## TRY IT
Your response should consist solely of the lines from the one containing "hierarchy handling is" through the end of the data, copied exactly.

[[ RECORDS PROVIDED open ]]

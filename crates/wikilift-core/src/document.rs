//! Markdown document analysis.
//!
//! Extracts image references, mermaid diagram blocks, and the document
//! title from raw Markdown, and rewrites content by verbatim substring
//! replacement. Pure text processing; the only filesystem access is the
//! existence check behind image path resolution.

use std::collections::HashMap;
use std::path::{Path, PathBuf};
use std::sync::LazyLock;

use regex::Regex;
use serde::Serialize;
use sha2::{Digest, Sha256};

/// Image reference pattern: `![alt text](path)`.
static IMAGE_PATTERN: LazyLock<Regex> =
    LazyLock::new(|| Regex::new(r"!\[([^\]]*)\]\(([^)]+)\)").unwrap());

/// Fenced mermaid block. Unterminated fences never match and are left
/// as literal text.
static MERMAID_PATTERN: LazyLock<Regex> =
    LazyLock::new(|| Regex::new(r"(?s)```mermaid[ \t]*\n(.*?)\n```").unwrap());

/// First level-1 heading line: `# Title`.
static H1_PATTERN: LazyLock<Regex> = LazyLock::new(|| Regex::new(r"(?m)^#[ \t]+(.+)$").unwrap());

/// Maximum characters of diagram source shown in [`DocumentSummary`].
const PREVIEW_LEN: usize = 100;

/// Classification of an image reference.
#[derive(Debug, Clone, Copy, PartialEq, Eq)]
pub enum ImageKind {
    /// Path relative to the document (or absolute on disk).
    Local,
    /// URL with a scheme prefix; never uploaded or rewritten.
    External,
}

/// One occurrence of image syntax in a document.
///
/// Duplicate identical references are distinct entries, each mapping
/// independently to a content-replacement operation.
#[derive(Debug, Clone)]
pub struct ImageReference {
    /// Verbatim matched text, e.g. `![alt](img/a.png)`.
    pub original_text: String,
    /// Alt text (may be empty).
    pub alt_text: String,
    /// Path or URL exactly as written.
    pub path: String,
    /// Local or external.
    pub kind: ImageKind,
    /// Absolute path on disk; `Some` only for local references that
    /// exist. Missing local files stay `None` and are reported as
    /// warnings, never as errors.
    pub resolved: Option<PathBuf>,
    /// Byte offset of the occurrence start.
    pub start: usize,
    /// Byte offset one past the occurrence end.
    pub end: usize,
}

impl ImageReference {
    /// Whether this reference can be uploaded as an attachment.
    #[must_use]
    pub fn is_uploadable(&self) -> bool {
        self.resolved.is_some()
    }
}

/// One fenced mermaid block.
#[derive(Debug, Clone)]
pub struct DiagramBlock {
    /// Verbatim fenced block including the fence markers.
    pub original_text: String,
    /// Inner diagram source, trimmed.
    pub source: String,
    /// Stable identifier naming the rendered output file. The
    /// `diagram_` prefix, per-document index, and content hash keep ids
    /// unique within a document and out of the way of local image
    /// filenames.
    pub id: String,
    /// Byte offset of the block start.
    pub start: usize,
    /// Byte offset one past the block end.
    pub end: usize,
}

/// Analyzed Markdown document.
///
/// Both element sequences preserve first-occurrence order in the source
/// text; rewriting relies on that for positional replacement.
#[derive(Debug, Clone)]
pub struct ParsedDocument {
    /// Source file path.
    pub path: PathBuf,
    /// Directory local image paths resolve against.
    pub base_dir: PathBuf,
    /// Raw document text.
    pub text: String,
    /// Image occurrences in source order.
    pub images: Vec<ImageReference>,
    /// Mermaid blocks in source order.
    pub diagrams: Vec<DiagramBlock>,
    /// First H1 text, marker and surrounding whitespace stripped.
    /// `/` in the heading is preserved verbatim; hierarchy handling is
    /// the orchestrator's concern.
    pub title: Option<String>,
}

[[ RECORDS PROVIDED closed ]]

## RESPONSE FOR THIS EXERCISE
    /// `/` in the heading is preserved verbatim; hierarchy handling is
    /// the orchestrator's concern.
    pub title: Option<String>,
}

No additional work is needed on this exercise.